Губной пристав Шаболдин с шумом втянул воздух между зубами и медленно выдохнул через нос. Хороший способ заменить матерный загиб — и от ругани удержался, и окружающим все более чем понятно. Ну да, Шаболдину можно посочувствовать — он одного-то прячущегося одаренного никак не найдет, а теперь двоих искать придется.

— Должен, однако, заметить, — продолжил доктор, — что тот, кто инкантировал книгу, был намного слабее того, кто инкантировал взвар. Вам, господин губной пристав, будет легче найти этого второго, а он, будучи пойманным, не замедлит выдать своего сообщника.

— Спасибо, Рудольф Карлович, — Шаболдин несколько повеселел.

— Ищи, Борис Григорьевич, ищи вора. Тьфу ты, воров теперь уже, — прочувствованно сказал отец. — А ты, Алексей, пока не отвлекайся от выпускных испытаний. Левенгаупта этого я сам почитаю, поищу, что там такого, от чего тебя отлучить хотели.

На том и закончили. Интересно, почему и отец пытается отвадить меня от Левенгаупта, пусть и не так радикально, как неведомый инкантатор? Действительно озабочен, с какими оценками я закончу гимназию, или тоже считает, что в книге я увижу что-то, что мне знать, по его мнению, пока не надо? В общем, рано или поздно разбираться с этим придется. Лучше бы, конечно, не рано и не поздно, а в самый, как говорится, раз, но это уж как получится. Во всяком случае, я решил пока что сосредоточиться на выпускных испытаниях, благо, как раз и время подоспело.

Сочинение мое, как я и надеялся, «выстрелило». Официально я получил за него оценку «отлично», неофициально же учитель словесности Кирилл Матвеевич подозвал меня после объявления оценок и выразил уверенность, что еще не раз услышит о моих достижениях на ниве философии, но при этом надеется, что к государственному управлению я никоим образом причастен не буду. Оно и понятно — раскрытие темы я сдобрил изрядной порцией прагматизма, приправил парой мыслей, несущих хороший такой заряд здорового цинизма, и украсил утверждением о том, что нравственное начало в международных отношениях должно иметь по возможности взаимный характер. Последнюю мысль я не стал развивать до обоснования зеркальных по содержанию мер в отношении противника, действующего безнравственно, но учителя же умные, они понимают. Вот и словесник понял. Но вообще, я это посчитал тревожным звоночком. Вряд ли здешние политики все поголовно прекраснодушные идиоты, но почему-то в гимназии насаждается именно такое вот прекраснодушие. Кому как, а по мне, ни к чему хорошему это не приведет. К реальной жизни надо готовить гимназистов, а не забивать им головы этакими мечтаниями…

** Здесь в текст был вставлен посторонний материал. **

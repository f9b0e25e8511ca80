//! Search service contract

use super::models::ServiceReply;
use crate::error::ServiceError;
use crate::query::QueryDescriptor;
use async_trait::async_trait;
use std::sync::Arc;

/// Backend that turns a query descriptor into a list of document links.
///
/// One call per search; implementations must not retry.
#[async_trait]
pub trait SearchService: Send + Sync {
    /// Run a single search
    async fn search(&self, query: &QueryDescriptor) -> Result<ServiceReply, ServiceError>;
}

#[async_trait]
impl<T: SearchService + ?Sized> SearchService for Arc<T> {
    async fn search(&self, query: &QueryDescriptor) -> Result<ServiceReply, ServiceError> {
        (**self).search(query).await
    }
}
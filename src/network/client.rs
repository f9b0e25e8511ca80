//! HTTP client for the PDF search service

use crate::config::{OutgoingSettings, Settings};
use crate::error::ServiceError;
use crate::query::QueryDescriptor;
use crate::search::{SearchService, ServiceReply};
use anyhow::{Context, Result};
use async_trait::async_trait;
use reqwest::header::{HeaderMap, HeaderValue, ACCEPT};
use reqwest::Client;
use serde::Deserialize;
use std::time::Duration;
use tracing::debug;
use url::Url;

/// HTTP client bound to one search endpoint
#[derive(Clone)]
pub struct HttpClient {
    client: Client,
    endpoint: Url,
}

impl HttpClient {
    /// Create a client for the endpoint described by the settings
    pub fn with_settings(settings: &Settings) -> Result<Self> {
        Self::with_endpoint(settings.endpoint()?, &settings.outgoing)
    }

    /// Create a client for an explicit endpoint
    pub fn with_endpoint(endpoint: Url, settings: &OutgoingSettings) -> Result<Self> {
        let mut headers = HeaderMap::new();
        headers.insert(ACCEPT, HeaderValue::from_static("application/json"));

        let timeout = Duration::try_from_secs_f64(settings.request_timeout).with_context(|| {
            format!("invalid request timeout {}", settings.request_timeout)
        })?;

        let mut builder = Client::builder()
            .timeout(timeout)
            .user_agent(user_agent(settings.useragent_suffix.as_deref()))
            .default_headers(headers)
            .gzip(true)
            .brotli(true);

        // SSL verification
        if !settings.verify_ssl {
            builder = builder.danger_accept_invalid_certs(true);
        }

        // Proxy settings
        if let Some(ref proxy_url) = settings.proxies.all {
            builder = builder.proxy(reqwest::Proxy::all(proxy_url)?);
        } else {
            if let Some(ref http) = settings.proxies.http {
                builder = builder.proxy(reqwest::Proxy::http(http)?);
            }
            if let Some(ref https) = settings.proxies.https {
                builder = builder.proxy(reqwest::Proxy::https(https)?);
            }
        }

        let client = builder.build()?;

        Ok(Self { client, endpoint })
    }

    /// Search endpoint this client talks to
    pub fn endpoint(&self) -> &Url {
        &self.endpoint
    }
}

#[async_trait]
impl SearchService for HttpClient {
    async fn search(&self, query: &QueryDescriptor) -> Result<ServiceReply, ServiceError> {
        debug!("GET {} with {:?}", self.endpoint, query);

        let response = self
            .client
            .get(self.endpoint.clone())
            .query(query)
            .send()
            .await?;

        let status = response.status();
        let body = response.bytes().await?;
        debug!("Service answered {} ({} bytes)", status, body.len());

        if !status.is_success() {
            return Err(ServiceError::Http {
                status: status.as_u16(),
                detail: error_detail(&body),
            });
        }

        Ok(serde_json::from_slice(&body)?)
    }
}

fn user_agent(suffix: Option<&str>) -> String {
    let base = format!("pdf-search/{}", crate::VERSION);
    match suffix {
        Some(suffix) if !suffix.trim().is_empty() => format!("{} {}", base, suffix.trim()),
        _ => base,
    }
}

/// Error body returned with non-success statuses
#[derive(Debug, Deserialize)]
struct ErrorBody {
    #[serde(default)]
    detail: Option<Detail>,
}

#[derive(Debug, Deserialize)]
#[serde(untagged)]
enum Detail {
    Text(String),
    /// Request validation errors, one entry per offending parameter
    Items(Vec<DetailItem>),
    Other(serde_json::Value),
}

#[derive(Debug, Deserialize)]
struct DetailItem {
    msg: String,
}

/// Pull a human-readable detail out of an error body, if there is one
fn error_detail(body: &[u8]) -> Option<String> {
    let parsed: ErrorBody = serde_json::from_slice(body).ok()?;
    let detail = match parsed.detail? {
        Detail::Text(text) => text,
        Detail::Items(items) => items
            .into_iter()
            .map(|item| item.msg)
            .filter(|msg| !msg.is_empty())
            .collect::<Vec<_>>()
            .join("; "),
        Detail::Other(_) => return None,
    };

    (!detail.trim().is_empty()).then_some(detail)
}
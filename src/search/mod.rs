//! Search orchestration module
//!
//! Owns the search lifecycle: validates form input, issues a single request
//! to the search service and maps the answer into a [`SearchState`].

mod executor;
mod models;
mod service;

pub use executor::Orchestrator;
pub use models::*;
pub use service::SearchService;
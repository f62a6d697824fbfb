//! The memory region under test
//!
//! `TestBuffer` owns the words for the whole run. Test phases only ever see
//! a borrowed slice and never resize or free it.

use memtest_core::limits::is_page_multiple;
use memtest_core::{Error, NativeWord, Result, Word, MEGABYTE, PAGE_SIZE};
use tracing::debug;

/// Owned, zero-initialised buffer of words, a whole number of pages long.
#[derive(Debug)]
pub struct TestBuffer<W: Word = NativeWord> {
    words: Vec<W>,
}

impl<W: Word> TestBuffer<W> {
    /// Allocate `megabytes` MiB.
    ///
    /// # Errors
    ///
    /// `InvalidConfig` for zero megabytes, `AllocationFailure` when the size
    /// overflows or the allocator refuses the request.
    pub fn allocate(megabytes: usize) -> Result<Self> {
        if megabytes == 0 {
            return Err(Error::InvalidConfig(
                "megabytes to test must be at least 1".to_string(),
            ));
        }
        let bytes = megabytes
            .checked_mul(MEGABYTE)
            .ok_or_else(|| Error::AllocationFailure {
                megabytes,
                reason: "size overflows the address space".to_string(),
            })?;
        Self::allocate_bytes(bytes, megabytes)
    }

    /// Allocate exactly `bytes` bytes, which must be a non-zero multiple of
    /// the page size.
    pub fn with_bytes(bytes: usize) -> Result<Self> {
        if bytes == 0 || !is_page_multiple(bytes) {
            return Err(Error::InvalidConfig(format!(
                "buffer size {} is not a positive multiple of {} bytes",
                bytes, PAGE_SIZE
            )));
        }
        let megabytes = bytes / MEGABYTE + usize::from(bytes % MEGABYTE != 0);
        Self::allocate_bytes(bytes, megabytes)
    }

    fn allocate_bytes(bytes: usize, megabytes: usize) -> Result<Self> {
        let len = bytes / W::SIZE;
        let mut words = Vec::new();
        words
            .try_reserve_exact(len)
            .map_err(|e| Error::AllocationFailure {
                megabytes,
                reason: e.to_string(),
            })?;
        words.resize(len, W::ZERO);
        debug!(bytes, words = len, "allocated test buffer");
        Ok(TestBuffer { words })
    }

    /// Length in words. Always even.
    pub fn len_words(&self) -> usize {
        self.words.len()
    }

    /// Length in bytes.
    pub fn len_bytes(&self) -> usize {
        self.words.len() * W::SIZE
    }

    /// Words in each mirrored half.
    pub fn half_words(&self) -> usize {
        self.words.len() / 2
    }

    /// Always false; allocation rejects empty buffers.
    pub fn is_empty(&self) -> bool {
        self.words.is_empty()
    }

    /// Borrowed view of the words.
    pub fn as_slice(&self) -> &[W] {
        &self.words
    }

    /// Mutable borrowed view of the words.
    pub fn as_mut_slice(&mut self) -> &mut [W] {
        &mut self.words
    }
}
//! Pass sequencing
//!
//! A pass runs, in fixed order:
//!
//! 1. Addressing test
//! 2. Random fill, then [`COMPARE_REPEATS`] compares
//! 3. Solid fill, then [`COMPARE_REPEATS`] compares
//! 4. Checkerboard fill, then [`COMPARE_REPEATS`] compares
//!
//! Each fill is re-read several times to catch cells that only fail on
//! repeated access. The first fault ends the run and is returned to the
//! caller; no later phase runs.

use memtest_core::{
    Error, MemoryFault, NativeWord, Pattern, ProgressReporter, Result, Word, COMPARE_REPEATS,
};
use rand::rngs::StdRng;
use rand::SeedableRng;
use tracing::{debug, error, info};

use crate::addressing::verify_addressing;
use crate::buffer::TestBuffer;
use crate::config::MemtestConfig;
use crate::fill::{compare, fill};

/// Phase title of the addressing test.
pub const ADDRESSING_TITLE: &str = "Addressing test";

/// Phase title of every compare.
pub const COMPARE_TITLE: &str = "Compare";

/// How many passes to run.
#[derive(Debug, Clone, Copy, PartialEq, Eq)]
pub enum PassLimit {
    /// Stop after this many passes.
    Finite(u64),
    /// Never stop on our own.
    Forever,
}

impl PassLimit {
    /// Interpret a caller-supplied pass count: zero or negative means forever.
    pub fn from_count(count: i64) -> Self {
        if count <= 0 {
            PassLimit::Forever
        } else {
            PassLimit::Finite(count as u64)
        }
    }

    /// Whether pass number `pass` (1-based) should run.
    pub fn allows(self, pass: u64) -> bool {
        match self {
            PassLimit::Finite(limit) => pass <= limit,
            PassLimit::Forever => true,
        }
    }
}

/// What a finished run covered.
#[derive(Debug, Clone, Copy, PartialEq, Eq)]
pub struct RunSummary {
    /// Passes completed.
    pub passes: u64,
    /// Bytes tested per pass.
    pub bytes: usize,
    /// Seed of the random pattern.
    pub seed: u64,
}

/// Owns the test buffer and the random source for a run.
pub struct Memtest<W: Word = NativeWord> {
    buffer: TestBuffer<W>,
    rng: StdRng,
    seed: u64,
    limit: PassLimit,
}

impl<W: Word> Memtest<W> {
    /// Allocate the buffer described by `config`.
    ///
    /// # Errors
    ///
    /// `InvalidConfig` for an unusable size, `AllocationFailure` if the
    /// buffer cannot be obtained.
    pub fn new(config: &MemtestConfig) -> Result<Self> {
        config.validate()?;
        let buffer = TestBuffer::allocate(config.megabytes)?;
        Ok(Self::with_buffer(buffer, config.seed, config.pass_limit()))
    }

    /// Build a run over an existing buffer.
    ///
    /// Without a seed one is drawn from OS entropy; either way it is logged
    /// and available from [`Memtest::seed`] so a run can be replayed.
    pub fn with_buffer(buffer: TestBuffer<W>, seed: Option<u64>, limit: PassLimit) -> Self {
        let seed = seed.unwrap_or_else(rand::random);
        info!(seed, bytes = buffer.len_bytes(), word_bits = W::BITS, "memtest ready");
        Memtest {
            buffer,
            rng: StdRng::seed_from_u64(seed),
            seed,
            limit,
        }
    }

    /// Seed of the random pattern.
    pub fn seed(&self) -> u64 {
        self.seed
    }

    /// Pass limit of this run.
    pub fn limit(&self) -> PassLimit {
        self.limit
    }

    /// The buffer under test.
    pub fn buffer(&self) -> &TestBuffer<W> {
        &self.buffer
    }

    /// Run passes until the limit is reached or a fault is found.
    pub fn run<P: ProgressReporter + ?Sized>(&mut self, progress: &mut P) -> Result<RunSummary> {
        let mut pass = 0u64;
        while self.limit.allows(pass + 1) {
            pass += 1;
            self.run_pass(pass, progress)?;
        }
        info!(passes = pass, "memory passed all requested passes");
        Ok(RunSummary {
            passes: pass,
            bytes: self.buffer.len_bytes(),
            seed: self.seed,
        })
    }

    /// Run one full pass.
    pub fn run_pass<P: ProgressReporter + ?Sized>(
        &mut self,
        pass: u64,
        progress: &mut P,
    ) -> Result<()> {
        info!(pass, "starting pass");

        progress.start_phase(ADDRESSING_TITLE, pass);
        verify_addressing(self.buffer.as_mut_slice(), progress)
            .map_err(|fault| fault_detected(pass, "addressing", fault))?;
        progress.end_phase();

        for pattern in Pattern::ALL {
            debug!(pass, pattern = pattern.name(), "filling");
            progress.start_phase(pattern.title(), pass);
            fill(self.buffer.as_mut_slice(), pattern, &mut self.rng, progress);
            progress.end_phase();

            self.compare_times(pattern, pass, COMPARE_REPEATS, progress)?;
        }

        info!(pass, "pass complete");
        Ok(())
    }

    fn compare_times<P: ProgressReporter + ?Sized>(
        &self,
        pattern: Pattern,
        pass: u64,
        times: usize,
        progress: &mut P,
    ) -> Result<()> {
        for repeat in 0..times {
            debug!(pass, pattern = pattern.name(), repeat, "comparing");
            progress.start_phase(COMPARE_TITLE, pass);
            compare(self.buffer.as_slice(), pattern, progress)
                .map_err(|fault| fault_detected(pass, pattern.name(), fault))?;
            progress.end_phase();
        }
        Ok(())
    }
}

fn fault_detected(pass: u64, phase: &str, fault: MemoryFault) -> Error {
    error!(pass, phase, %fault, "memory fault detected");
    Error::MemoryFault(fault)
}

Работу по математике я сдал с оценкой «очень хорошо». Обидно, мог же и на «отлично» решить, но в одном задании слегка ошибся.

С Законом Божиим получилось похуже — пришлось довольствоваться оценкой «хорошо», и ту, если честно, натянули. Ну что поделать, в прошлой жизни я вообще был от этого далек, и даже обстоятельства моего попадания в этот мир не сильно помогли. В любом случае, «хорошо» — это хорошо, уж прошу прощения за тавтологию.

Устное испытание по словесности, немецкий и даже латынь я влегкую сдал на «отлично». Это и понятно, с языками у меня всю мою прошлую жизнь легко было.

Изучать здешнюю историю и естественную историю с основами магии мне было настолько интересно, что и сдал их обе на «отлично». Все-таки, когда учишься с удовольствием, и результат соответствующий.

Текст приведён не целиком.